This notebook is dedicated for the classification between Nietzsche's early and late work. The cutoff is set to be 1879, when Nietzsche had to resign from his university post for his illness.

In [3]:
import torch
from torch.utils.data import TensorDataset, DataLoader, RandomSampler, SequentialSampler
from sklearn.model_selection import train_test_split
from transformers import BertTokenizer, BertConfig
from transformers import AdamW, BertForSequenceClassification
from tqdm import tqdm, trange
import pandas as pd
import io
import numpy as np
import matplotlib.pyplot as plt
import lucem_illud 
import time
import datetime

%matplotlib inline

import os
os.environ['KERAS_BACKEND'] = 'tensorflow'
from keras.preprocessing.sequence import pad_sequences

from keras.models import Sequential
from keras.layers import Dense, LSTM, Embedding

In [18]:
gpu = torch.cuda.is_available()

device = torch.device("cuda" if torch.cuda.is_available() else "cpu")
if gpu:
    n_gpu = torch.cuda.device_count()
    torch.cuda.get_device_name(0)

In [4]:
# Helper functions from week 8 homework
def flat_accuracy(preds, labels):
    pred_flat = np.argmax(preds, axis=1).flatten()
    labels_flat = labels.flatten()
    return np.sum(pred_flat == labels_flat) / len(labels_flat)

def format_time(elapsed):
    elapsed_rounded = int(round((elapsed)))
    
    return str(datetime.timedelta(seconds=elapsed_rounded))
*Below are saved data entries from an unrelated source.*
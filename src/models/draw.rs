use serde::Serialize;

use super::{Prize, WonPrize};

/// 单个奖品当前的中奖概率（百分比）
#[derive(Debug, Clone, Serialize)]
pub struct PrizeProbability<'a> {
    pub prize: &'a Prize,
    pub percent: f64,
}

/// 奖池估值
#[derive(Debug, Clone, Copy, Default, PartialEq, Eq, Serialize)]
pub struct PoolSummary {
    /// Σ price * stock
    pub total_value: u64,
    /// Σ stock
    pub total_items: u64,
}

/// 收藏（中奖记录）估值
#[derive(Debug, Clone, Copy, Default, PartialEq, Eq, Serialize)]
pub struct CollectionSummary {
    pub total_items: usize,
    /// Σ price
    pub total_value: u64,
}

/// 抽奖结果
#[derive(Debug, Clone, Serialize)]
pub struct SpinResult {
    /// 中奖瞬间的奖品（扣减库存前）
    pub prize: Prize,
    /// 新增的中奖记录
    pub record: WonPrize,
    /// 扣费后余额
    pub balance: u64,
}
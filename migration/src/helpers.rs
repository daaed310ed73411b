use serde_json::Value;

/// 把 JSON 值读取为非负整数计数。
///
/// 接受整数和小数部分为 0 的浮点数；null、字符串、负数、NaN 写成的 null 以及
/// 超出 u32 的值都视为不可用。
pub fn as_count(value: Option<&Value>) -> Option<u64> {
    let Value::Number(number) = value? else {
        return None;
    };
    if let Some(n) = number.as_u64() {
        return (n <= u32::MAX as u64).then_some(n);
    }
    let f = number.as_f64()?;
    if f.is_finite() && f >= 0.0 && f.fract() == 0.0 && f <= u32::MAX as f64 {
        Some(f as u64)
    } else {
        None
    }
}

#[cfg(test)]
mod tests {
    use super::*;
    use serde_json::json;

    #[test]
    fn test_as_count() {
        assert_eq!(as_count(Some(&json!(5))), Some(5));
        assert_eq!(as_count(Some(&json!(0))), Some(0));
        assert_eq!(as_count(Some(&json!(15.0))), Some(15));
        assert_eq!(as_count(Some(&json!(2.5))), None);
        assert_eq!(as_count(Some(&json!(-1))), None);
        assert_eq!(as_count(Some(&json!("5"))), None);
        assert_eq!(as_count(Some(&Value::Null)), None);
        assert_eq!(as_count(Some(&json!(u64::MAX))), None);
        assert_eq!(as_count(None), None);
    }
}
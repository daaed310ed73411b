//! 本地存档迁移
//!
//! 存档中的奖池 / 中奖记录由历代版本写入，字段并不统一。这里的迁移步骤
//! 只在无类型的 JSON 文档上工作：逐条补齐缺失字段，交给上层做严格解码。

use std::collections::HashMap;
use std::fmt;

pub use serde_json::{Map, Value};
use thiserror::Error;

mod helpers;
mod m20250601_000001_add_prize_price;
mod m20250601_000002_add_prize_initial_stock;
mod m20250712_000001_sanitize_prize_counts;
mod m20250712_000002_add_inventory_price;

pub use helpers::as_count;

/// 需要迁移的存档槽位
#[derive(Debug, Clone, Copy, PartialEq, Eq, Hash)]
pub enum Slot {
    /// 奖池
    Prizes,
    /// 中奖记录
    Inventory,
}

impl fmt::Display for Slot {
    fn fmt(&self, f: &mut fmt::Formatter<'_>) -> fmt::Result {
        match self {
            Slot::Prizes => write!(f, "prizes"),
            Slot::Inventory => write!(f, "inventory"),
        }
    }
}

#[derive(Error, Debug, PartialEq, Eq)]
pub enum MigrationError {
    #[error("{slot} record is not an array")]
    NotAnArray { slot: Slot },

    #[error("{slot} entry #{index} is not an object")]
    NotAnObject { slot: Slot, index: usize },
}

/// 迁移时可参考的内置数据
#[derive(Debug, Clone, Default)]
pub struct MigrationContext {
    /// 内置奖品 id -> 价格
    pub known_prices: HashMap<String, u64>,
    /// 等级 (如 "LEGENDARY") -> 默认权重
    pub tier_weights: HashMap<String, u64>,
    /// 等级未知时使用的权重
    pub fallback_weight: u64,
}

pub trait MigrationTrait {
    fn name(&self) -> &'static str;

    fn slot(&self) -> Slot;

    /// 迁移单条记录，返回是否修改过该记录
    fn up(&self, entry: &mut Map<String, Value>, ctx: &MigrationContext) -> bool;
}

/// 一次迁移的统计
#[derive(Debug, Clone, Default, PartialEq, Eq)]
pub struct MigrationReport {
    pub entries: usize,
    pub touched: usize,
}

pub struct Migrator;

impl Migrator {
    pub fn migrations() -> Vec<Box<dyn MigrationTrait>> {
        vec![
            Box::new(m20250601_000001_add_prize_price::Migration),
            Box::new(m20250601_000002_add_prize_initial_stock::Migration),
            Box::new(m20250712_000001_sanitize_prize_counts::Migration),
            Box::new(m20250712_000002_add_inventory_price::Migration),
        ]
    }

    /// 对某个槽位的整份文档依次执行全部迁移。
    ///
    /// 文档不是数组，或任意一条不是对象时整体失败，不做部分迁移。
    pub fn up(
        slot: Slot,
        document: Value,
        ctx: &MigrationContext,
    ) -> Result<(Vec<Value>, MigrationReport), MigrationError> {
        let Value::Array(entries) = document else {
            return Err(MigrationError::NotAnArray { slot });
        };

        let migrations: Vec<_> = Self::migrations()
            .into_iter()
            .filter(|m| m.slot() == slot)
            .collect();

        let mut report = MigrationReport {
            entries: entries.len(),
            touched: 0,
        };
        let mut migrated = Vec::with_capacity(entries.len());

        for (index, entry) in entries.into_iter().enumerate() {
            let Value::Object(mut record) = entry else {
                return Err(MigrationError::NotAnObject { slot, index });
            };

            let mut changed = false;
            for migration in &migrations {
                if migration.up(&mut record, ctx) {
                    log::debug!("{} applied to {slot} entry #{index}", migration.name());
                    changed = true;
                }
            }
            if changed {
                report.touched += 1;
            }
            migrated.push(Value::Object(record));
        }

        Ok((migrated, report))
    }
}
use chrono::{SubsecRound, Utc};

use crate::catalog::default_prizes;
use crate::config::Config;
use crate::error::{AppError, AppResult};
use crate::models::{
    CollectionSummary, Language, NewPrize, PoolSummary, Prize, PrizeProbability, SpinResult,
    WonPrize,
};
use crate::services::PersistenceService;
use crate::services::draw_service::{
    collection_summary, compute_probabilities, draw_index, pool_summary,
};
use crate::storage::{StorageKeys, open_store};
use crate::utils::{RandomSource, generate_prize_id, generate_record_id};

/// 会话状态：奖池、中奖记录（最新在前）、金币余额、界面语言
#[derive(Debug, Clone, PartialEq)]
pub struct SessionState {
    pub prizes: Vec<Prize>,
    pub inventory: Vec<WonPrize>,
    pub balance: u64,
    pub language: Language,
}

impl Default for SessionState {
    fn default() -> Self {
        Self {
            prizes: default_prizes(),
            inventory: Vec::new(),
            balance: 0,
            language: Language::default(),
        }
    }
}

impl SessionState {
    pub fn find_prize(&self, id: &str) -> Option<&Prize> {
        self.prizes.iter().find(|p| p.id == id)
    }
}

/// 状态变更通知
#[derive(Debug, Clone, PartialEq)]
pub enum SessionEvent {
    PrizeWon(WonPrize),
    PrizesChanged,
    BalanceChanged(u64),
    LanguageChanged(Language),
    Reset,
}

pub type Listener = Box<dyn FnMut(&SessionEvent, &SessionState)>;

#[derive(Debug, Clone, Copy, PartialEq, Eq, Hash)]
pub struct SubscriptionId(u64);

/// 会话唯一的持有者。所有修改都经过这里，修改完成后整体写回存档并通知订阅者。
pub struct SessionService {
    state: SessionState,
    persistence: PersistenceService,
    rng: Box<dyn RandomSource>,
    spin_cost: u64,
    listeners: Vec<(SubscriptionId, Listener)>,
    next_subscription: u64,
}

impl SessionService {
    /// 从存档加载会话（含迁移），存档缺失或损坏的部分使用默认值
    pub fn load(
        persistence: PersistenceService,
        rng: Box<dyn RandomSource>,
        spin_cost: u64,
    ) -> Self {
        let state = persistence.load();
        Self {
            state,
            persistence,
            rng,
            spin_cost,
            listeners: Vec::new(),
            next_subscription: 0,
        }
    }

    pub fn from_config(config: &Config) -> AppResult<Self> {
        let store = open_store(&config.storage)?;
        let persistence =
            PersistenceService::new(store, StorageKeys::with_prefix(&config.storage.key_prefix));
        Ok(Self::load(
            persistence,
            Box::new(rand::thread_rng()),
            config.game.spin_cost,
        ))
    }

    pub fn state(&self) -> &SessionState {
        &self.state
    }

    pub fn snapshot(&self) -> SessionState {
        self.state.clone()
    }

    pub fn spin_cost(&self) -> u64 {
        self.spin_cost
    }

    pub fn subscribe(&mut self, listener: Listener) -> SubscriptionId {
        let id = SubscriptionId(self.next_subscription);
        self.next_subscription += 1;
        self.listeners.push((id, listener));
        id
    }

    pub fn unsubscribe(&mut self, id: SubscriptionId) -> bool {
        let before = self.listeners.len();
        self.listeners.retain(|(sid, _)| *sid != id);
        self.listeners.len() != before
    }

    pub fn probabilities(&self) -> Vec<PrizeProbability<'_>> {
        compute_probabilities(&self.state.prizes)
    }

    pub fn pool_summary(&self) -> PoolSummary {
        pool_summary(&self.state.prizes)
    }

    pub fn collection_summary(&self) -> CollectionSummary {
        collection_summary(&self.state.inventory)
    }

    /// 按配置的单价抽一次
    pub fn spin(&mut self) -> AppResult<SpinResult> {
        self.spend(self.spin_cost)
    }

    /// 抽奖 (Spin)
    ///
    /// 1. 余额不足 -> InsufficientFunds，不抽奖、不改任何状态
    /// 2. 抽奖引擎没有可抽奖品 -> EmptyMachine，不扣费、不改任何状态
    /// 3. 中奖奖品库存 -1，中奖记录插到最前，扣除金币
    pub fn spend(&mut self, cost: u64) -> AppResult<SpinResult> {
        let balance = self.state.balance;
        if balance < cost {
            log::warn!("Spin rejected: balance {balance} < cost {cost}");
            return Err(AppError::InsufficientFunds { balance, cost });
        }

        let Some(index) = draw_index(&self.state.prizes, self.rng.as_mut()) else {
            log::warn!("Spin rejected: machine is empty");
            return Err(AppError::EmptyMachine);
        };

        let prize = self.state.prizes[index].clone();
        // 存档只保存到毫秒
        let won_at = Utc::now().trunc_subsecs(3);
        let record = WonPrize::snapshot(generate_record_id(), &prize, won_at);

        self.state.prizes[index].take_one();
        self.state.inventory.insert(0, record.clone());
        self.state.balance = balance - cost;

        log::info!(
            "Spin won prize {} ({}), stock left {}, balance {}",
            prize.id,
            prize.tier.as_str(),
            self.state.prizes[index].stock,
            self.state.balance
        );

        self.commit(SessionEvent::PrizeWon(record.clone()));
        Ok(SpinResult {
            prize,
            record,
            balance: self.state.balance,
        })
    }

    /// 新增奖品：分配新 id，initial_stock = stock，追加到奖池末尾
    pub fn add_prize(&mut self, new: NewPrize) -> AppResult<Prize> {
        if new.name.trim().is_empty() {
            return Err(AppError::ValidationError("Prize name is required".into()));
        }
        if new.weight == 0 {
            return Err(AppError::ValidationError(
                "Prize weight must be positive".into(),
            ));
        }

        let prize = Prize::from_new(generate_prize_id(), new);
        log::info!("Added prize {} ({})", prize.id, prize.name);
        self.state.prizes.push(prize.clone());
        self.commit(SessionEvent::PrizesChanged);
        Ok(prize)
    }

    /// 调整库存：stock = max(0, stock + delta)，initial_stock 只升不降
    pub fn adjust_stock(&mut self, id: &str, delta: i64) -> AppResult<Prize> {
        let prize = self.find_prize_mut(id)?;
        prize.adjust_stock(delta);
        debug_assert!(prize.initial_stock >= prize.stock);
        let updated = prize.clone();

        self.commit(SessionEvent::PrizesChanged);
        Ok(updated)
    }

    /// 整条替换同 id 的奖品，不校验 initial_stock，由调用方负责
    pub fn update_prize(&mut self, updated: Prize) -> AppResult<()> {
        let prize = self.find_prize_mut(&updated.id)?;
        *prize = updated;
        self.commit(SessionEvent::PrizesChanged);
        Ok(())
    }

    /// 删除奖品，已有中奖记录是快照，不受影响
    pub fn delete_prize(&mut self, id: &str) -> AppResult<Prize> {
        let index = self
            .state
            .prizes
            .iter()
            .position(|p| p.id == id)
            .ok_or_else(|| AppError::NotFound(format!("Prize {id}")))?;
        let removed = self.state.prizes.remove(index);
        log::info!("Deleted prize {} ({})", removed.id, removed.name);
        self.commit(SessionEvent::PrizesChanged);
        Ok(removed)
    }

    pub fn set_balance(&mut self, amount: u64) {
        self.state.balance = amount;
        self.commit(SessionEvent::BalanceChanged(amount));
    }

    /// 家长充值，返回充值后的余额
    pub fn add_balance(&mut self, amount: u64) -> AppResult<u64> {
        if amount == 0 {
            return Err(AppError::ValidationError(
                "Refill amount must be positive".into(),
            ));
        }
        let balance = self.state.balance.saturating_add(amount);
        log::info!("Added {amount} coins, balance {balance}");
        self.set_balance(balance);
        Ok(balance)
    }

    pub fn set_language(&mut self, language: Language) {
        self.state.language = language;
        self.commit(SessionEvent::LanguageChanged(language));
    }

    /// 恢复出厂设置：删除存档槽位，状态整体回到默认值后只通知一次
    pub fn factory_reset(&mut self) {
        log::warn!("Factory reset requested");
        if let Err(e) = self.persistence.clear() {
            log::error!("Failed to clear persisted slots: {e}");
        }
        self.state = SessionState::default();
        self.commit(SessionEvent::Reset);
    }

    fn find_prize_mut(&mut self, id: &str) -> AppResult<&mut Prize> {
        self.state
            .prizes
            .iter_mut()
            .find(|p| p.id == id)
            .ok_or_else(|| AppError::NotFound(format!("Prize {id}")))
    }

    /// 写回存档并通知订阅者。写入失败只记日志：内存状态已生效，下次写入会整体覆盖。
    fn commit(&mut self, event: SessionEvent) {
        if let Err(e) = self.persistence.save(&self.state) {
            log::error!("Failed to persist session state: {e}");
        }
        for (_, listener) in self.listeners.iter_mut() {
            listener(&event, &self.state);
        }
    }
}
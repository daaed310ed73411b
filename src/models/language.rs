use serde::{Deserialize, Serialize};
use std::fmt;
use std::str::FromStr;

/// 界面语言
#[derive(Debug, Clone, Copy, PartialEq, Eq, Hash, Default, Serialize, Deserialize)]
pub enum Language {
    #[serde(rename = "en")]
    En,
    #[default]
    #[serde(rename = "zh-CN")]
    ZhCn,
    #[serde(rename = "zh-TW")]
    ZhTw,
}

impl Language {
    pub const ALL: [Language; 3] = [Language::En, Language::ZhCn, Language::ZhTw];

    pub fn code(self) -> &'static str {
        match self {
            Language::En => "en",
            Language::ZhCn => "zh-CN",
            Language::ZhTw => "zh-TW",
        }
    }
}

impl fmt::Display for Language {
    fn fmt(&self, f: &mut fmt::Formatter<'_>) -> fmt::Result {
        f.write_str(self.code())
    }
}

impl FromStr for Language {
    type Err = String;

    fn from_str(s: &str) -> Result<Self, Self::Err> {
        Language::ALL
            .into_iter()
            .find(|lang| lang.code() == s)
            .ok_or_else(|| format!("unsupported language: {s}"))
    }
}
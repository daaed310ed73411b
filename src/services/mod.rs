pub mod draw_service;
pub mod persistence_service;
pub mod session_service;

pub use draw_service::*;
pub use persistence_service::*;
pub use session_service::*;
use serde_json::{Map, Value};

use crate::{MigrationContext, MigrationTrait, Slot, as_count};

/// 表单输入为空时旧版本会把 NaN 写成 null。
/// stock 不可用记 0；weight 不可用或为 0 时按等级取默认权重。
pub struct Migration;

impl MigrationTrait for Migration {
    fn name(&self) -> &'static str {
        "m20250712_000001_sanitize_prize_counts"
    }

    fn slot(&self) -> Slot {
        Slot::Prizes
    }

    fn up(&self, entry: &mut Map<String, Value>, ctx: &MigrationContext) -> bool {
        let mut changed = false;

        if as_count(entry.get("stock")).is_none() {
            entry.insert("stock".to_string(), Value::from(0u64));
            changed = true;
        }

        if !matches!(as_count(entry.get("weight")), Some(w) if w > 0) {
            let weight = entry
                .get("tier")
                .and_then(Value::as_str)
                .and_then(|tier| ctx.tier_weights.get(tier))
                .copied()
                .unwrap_or(ctx.fallback_weight);
            entry.insert("weight".to_string(), Value::from(weight));
            changed = true;
        }

        changed
    }
}

#[cfg(test)]
mod tests {
    use super::*;
    use serde_json::json;
    use std::collections::HashMap;

    fn ctx() -> MigrationContext {
        MigrationContext {
            tier_weights: HashMap::from([("EPIC".to_string(), 40)]),
            fallback_weight: 300,
            ..Default::default()
        }
    }

    fn run(entry: Value) -> (bool, Value) {
        let Value::Object(mut map) = entry else {
            panic!("test entry must be an object");
        };
        let changed = Migration.up(&mut map, &ctx());
        (changed, Value::Object(map))
    }

    #[test]
    fn test_null_stock_becomes_zero() {
        let (changed, entry) = run(json!({"stock": null, "weight": 10}));
        assert!(changed);
        assert_eq!(entry["stock"], json!(0));
        assert_eq!(entry["weight"], json!(10));
    }

    #[test]
    fn test_weight_from_tier() {
        let (_, entry) = run(json!({"tier": "EPIC", "stock": 1, "weight": 0}));
        assert_eq!(entry["weight"], json!(40));
    }

    #[test]
    fn test_weight_fallback_for_unknown_tier() {
        let (_, entry) = run(json!({"tier": "MYTHIC", "stock": 1}));
        assert_eq!(entry["weight"], json!(300));
    }

    #[test]
    fn test_valid_counts_untouched() {
        let (changed, _) = run(json!({"tier": "EPIC", "stock": 3, "weight": 40}));
        assert!(!changed);
    }
}
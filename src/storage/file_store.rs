use std::collections::BTreeMap;
use std::fs;
use std::io::ErrorKind;
use std::path::{Path, PathBuf};

use super::KeyValueStore;
use crate::error::AppResult;

/// 单个 JSON 文件保存全部键值，每次写入整体落盘（先写临时文件再 rename）
#[derive(Debug)]
pub struct FileStore {
    path: PathBuf,
    entries: BTreeMap<String, String>,
}

impl FileStore {
    pub fn open(path: impl AsRef<Path>) -> AppResult<Self> {
        let path = path.as_ref().to_path_buf();

        let entries = match fs::read_to_string(&path) {
            Ok(content) => match serde_json::from_str(&content) {
                Ok(entries) => entries,
                Err(e) => {
                    // 文件整体损坏等同于四个槽位全部损坏，各槽位回落到默认值
                    log::error!("Store file {} is corrupt, starting empty: {e}", path.display());
                    BTreeMap::new()
                }
            },
            Err(e) if e.kind() == ErrorKind::NotFound => BTreeMap::new(),
            Err(e) => return Err(e.into()),
        };

        Ok(Self { path, entries })
    }

    fn flush(&self) -> AppResult<()> {
        if let Some(parent) = self.path.parent() {
            if !parent.as_os_str().is_empty() {
                fs::create_dir_all(parent)?;
            }
        }
        let tmp = self.path.with_extension("json.tmp");
        fs::write(&tmp, serde_json::to_string_pretty(&self.entries)?)?;
        fs::rename(&tmp, &self.path)?;
        Ok(())
    }
}

impl KeyValueStore for FileStore {
    fn get(&self, key: &str) -> AppResult<Option<String>> {
        Ok(self.entries.get(key).cloned())
    }

    fn set(&mut self, key: &str, value: &str) -> AppResult<()> {
        self.entries.insert(key.to_string(), value.to_string());
        self.flush()
    }

    fn remove(&mut self, key: &str) -> AppResult<()> {
        if self.entries.remove(key).is_some() {
            self.flush()?;
        }
        Ok(())
    }
}

#[cfg(test)]
mod tests {
    use super::*;

    #[test]
    fn test_persists_across_reopen() {
        let dir = tempfile::tempdir().unwrap();
        let path = dir.path().join("nested").join("state.json");

        let mut store = FileStore::open(&path).unwrap();
        store.set("lion_lottery_language", "en").unwrap();
        store.set("lion_lottery_coins", "\"5\"").unwrap();
        store.remove("lion_lottery_coins").unwrap();

        let reopened = FileStore::open(&path).unwrap();
        assert_eq!(
            reopened.get("lion_lottery_language").unwrap().as_deref(),
            Some("en")
        );
        assert_eq!(reopened.get("lion_lottery_coins").unwrap(), None);
    }

    #[test]
    fn test_corrupt_file_opens_empty() {
        let dir = tempfile::tempdir().unwrap();
        let path = dir.path().join("state.json");
        fs::write(&path, "{not json").unwrap();

        let store = FileStore::open(&path).unwrap();
        assert_eq!(store.get("anything").unwrap(), None);
    }
}
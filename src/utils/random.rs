use rand::Rng;
use rand::rngs::{StdRng, ThreadRng};

/// 抽奖使用的随机源，返回 [0, 1) 均匀分布的浮点数
///
/// 生产环境用 `ThreadRng`，测试可换成固定种子的 `StdRng` 或固定值。
pub trait RandomSource {
    fn next_unit(&mut self) -> f64;
}

impl RandomSource for ThreadRng {
    fn next_unit(&mut self) -> f64 {
        self.gen_range(0.0..1.0)
    }
}

impl RandomSource for StdRng {
    fn next_unit(&mut self) -> f64 {
        self.gen_range(0.0..1.0)
    }
}

#[cfg(test)]
mod tests {
    use super::*;
    use rand::SeedableRng;

    #[test]
    fn test_unit_range() {
        let mut rng = StdRng::seed_from_u64(42);
        for _ in 0..1000 {
            let x = rng.next_unit();
            assert!((0.0..1.0).contains(&x));
        }
    }

    #[test]
    fn test_seeded_source_is_deterministic() {
        let mut a = StdRng::seed_from_u64(7);
        let mut b = StdRng::seed_from_u64(7);
        assert_eq!(a.next_unit(), b.next_unit());
    }
}
//! 存档读写与迁移
//!
//! 四个槽位（奖池、中奖记录、金币、语言）各自独立加载：
//! 任何一个槽位损坏只会让该槽位回到默认值，不影响其它槽位。

use migration::{MigrationContext, MigrationError, Migrator, Slot, Value};
use serde::de::DeserializeOwned;
use thiserror::Error;

use crate::catalog;
use crate::error::{AppError, AppResult};
use crate::models::{Language, Prize, WonPrize};
use crate::services::SessionState;
use crate::storage::{KeyValueStore, StorageKeys};

/// 单个存档槽位读取失败的原因，只记日志，不向上抛出
#[derive(Error, Debug)]
enum SlotError {
    #[error("read failed: {0}")]
    Read(#[from] AppError),

    #[error("invalid JSON: {0}")]
    Parse(serde_json::Error),

    #[error(transparent)]
    Migration(#[from] MigrationError),

    #[error("entries do not match current schema after migration: {0}")]
    Decode(serde_json::Error),

    #[error("invalid value: {0:?}")]
    Invalid(String),
}

pub struct PersistenceService {
    store: Box<dyn KeyValueStore>,
    keys: StorageKeys,
    migration_ctx: MigrationContext,
}

impl PersistenceService {
    pub fn new(store: Box<dyn KeyValueStore>, keys: StorageKeys) -> Self {
        Self {
            store,
            keys,
            migration_ctx: catalog::migration_context(),
        }
    }

    /// 读取全部槽位。缺失或损坏的槽位使用默认值，本方法不会失败。
    pub fn load(&self) -> SessionState {
        let mut state = SessionState::default();

        match self.load_collection::<Prize>(&self.keys.prizes, Slot::Prizes) {
            Ok(Some(prizes)) => state.prizes = prizes,
            Ok(None) => {}
            Err(e) => log::error!("Error loading prizes, using built-in catalog: {e}"),
        }

        match self.load_collection::<WonPrize>(&self.keys.inventory, Slot::Inventory) {
            Ok(Some(inventory)) => state.inventory = inventory,
            Ok(None) => {}
            Err(e) => log::error!("Error loading inventory, starting empty: {e}"),
        }

        match self.load_balance() {
            Ok(Some(balance)) => state.balance = balance,
            Ok(None) => {}
            Err(e) => log::error!("Error loading coins, using 0: {e}"),
        }

        match self.load_language() {
            Ok(Some(language)) => state.language = language,
            Ok(None) => {}
            Err(e) => log::error!("Error loading language, using {}: {e}", state.language),
        }

        log::info!(
            "Loaded session: {} prizes, {} records, {} coins, language {}",
            state.prizes.len(),
            state.inventory.len(),
            state.balance,
            state.language
        );
        state
    }

    /// 无条件写入全部四个槽位
    pub fn save(&mut self, state: &SessionState) -> AppResult<()> {
        let prizes = serde_json::to_string(&state.prizes)?;
        let inventory = serde_json::to_string(&state.inventory)?;
        // 金币以 JSON 字符串形式保存，如 "\"5\""
        let coins = serde_json::to_string(&state.balance.to_string())?;

        self.store.set(&self.keys.prizes, &prizes)?;
        self.store.set(&self.keys.inventory, &inventory)?;
        self.store.set(&self.keys.coins, &coins)?;
        self.store.set(&self.keys.language, state.language.code())?;
        Ok(())
    }

    /// 删除全部四个槽位（只删本应用的键，不清空整个存储）
    pub fn clear(&mut self) -> AppResult<()> {
        for key in self.keys.all() {
            self.store.remove(key)?;
        }
        Ok(())
    }

    /// 先按当前结构严格解码；失败后逐条迁移再解码，仍失败则整槽丢弃。
    fn load_collection<T: DeserializeOwned>(
        &self,
        key: &str,
        slot: Slot,
    ) -> Result<Option<Vec<T>>, SlotError> {
        let Some(raw) = self.store.get(key)? else {
            return Ok(None);
        };
        decode_collection(&raw, slot, &self.migration_ctx).map(Some)
    }

    fn load_balance(&self) -> Result<Option<u64>, SlotError> {
        let Some(raw) = self.store.get(&self.keys.coins)? else {
            return Ok(None);
        };
        parse_balance(&raw)
            .map(Some)
            .ok_or(SlotError::Invalid(raw))
    }

    fn load_language(&self) -> Result<Option<Language>, SlotError> {
        let Some(raw) = self.store.get(&self.keys.language)? else {
            return Ok(None);
        };
        raw.parse::<Language>()
            .map(Some)
            .map_err(|_| SlotError::Invalid(raw))
    }
}

fn decode_collection<T: DeserializeOwned>(
    raw: &str,
    slot: Slot,
    ctx: &MigrationContext,
) -> Result<Vec<T>, SlotError> {
    let document: Value = serde_json::from_str(raw).map_err(SlotError::Parse)?;

    match serde_json::from_value::<Vec<T>>(document.clone()) {
        Ok(entries) => Ok(entries),
        Err(strict_err) => {
            log::debug!("{slot} does not match current schema, migrating: {strict_err}");
            let (entries, report) = Migrator::up(slot, document, ctx)?;
            let decoded =
                serde_json::from_value(Value::Array(entries)).map_err(SlotError::Decode)?;
            log::info!(
                "Migrated {slot}: {} of {} entries updated",
                report.touched,
                report.entries
            );
            Ok(decoded)
        }
    }
}

/// 金币槽位：正常写入的是 JSON 字符串 "\"5\""，也兼容裸数字与纯文本整数
fn parse_balance(raw: &str) -> Option<u64> {
    match serde_json::from_str::<Value>(raw) {
        Ok(Value::String(s)) => s.trim().parse().ok(),
        Ok(Value::Number(n)) => n.as_u64(),
        Ok(_) => None,
        Err(_) => raw.trim().parse().ok(),
    }
}
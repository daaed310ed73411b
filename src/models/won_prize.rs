use chrono::{DateTime, Utc};
use serde::{Deserialize, Serialize};

use super::{Prize, PrizeTier};

/// 中奖记录
///
/// name / image / tier / price 是中奖当时的快照，奖池后续修改或删除奖品都不影响记录。
/// prize_id 只是回指，不保证对应奖品仍然存在。
#[derive(Debug, Clone, PartialEq, Eq, Serialize, Deserialize)]
#[serde(rename_all = "camelCase")]
pub struct WonPrize {
    pub id: String,
    pub prize_id: String,
    pub name: String,
    pub image: String,
    #[serde(default, skip_serializing_if = "Option::is_none")]
    pub model_url: Option<String>,
    pub tier: PrizeTier,
    #[serde(with = "chrono::serde::ts_milliseconds")]
    pub won_at: DateTime<Utc>,
    pub price: u32,
}

impl WonPrize {
    pub fn snapshot(id: String, prize: &Prize, won_at: DateTime<Utc>) -> Self {
        WonPrize {
            id,
            prize_id: prize.id.clone(),
            name: prize.name.clone(),
            image: prize.image.clone(),
            model_url: prize.model_url.clone(),
            tier: prize.tier,
            won_at,
            price: prize.price,
        }
    }
}
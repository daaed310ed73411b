use uuid::Uuid;

/// 生成新的奖品 id
pub fn generate_prize_id() -> String {
    Uuid::new_v4().to_string()
}

/// 生成新的中奖记录 id（与奖品 id 不同命名空间，但同样全局唯一）
pub fn generate_record_id() -> String {
    Uuid::new_v4().to_string()
}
# Import the Nietzsche dataset

In [5]:
# label = 1 means that the text is from Nietzsche's work after 1879, 
# the year where his health conditions force him to resign his professorship at Basel.
ndf = pd.read_csv('data/nietzsche_gutenberg.csv')
ndf.sample(5, random_state=20210310)

Unnamed: 0,text,book,year,after_1879,elisabeth_published
5622,Of course I do not mean that the thought in an...,early_greek,1871,0,0
32772,With the storm that is called spirit did I blo...,zarathustra,1883,1,0
23097,The world of energy does not therefore reach a...,twilight,1888,1,0
33837,"Curiously do they exert themselves, like an el...",zarathustra,1883,1,0
4502,"Their pastime, as cruel as it is lamentable, i...",dawn,1881,1,0


In [7]:
# pull out a holdout set from data
main_set, holdout_set = train_test_split(ndf, test_size=0.2, random_state=20210310)

main_set.to_csv('data/nietzsche_gutenberg_main.csv', index=False)
holdout_set.to_csv('data/nietzsche_gutenberg_holdout.csv', index=False)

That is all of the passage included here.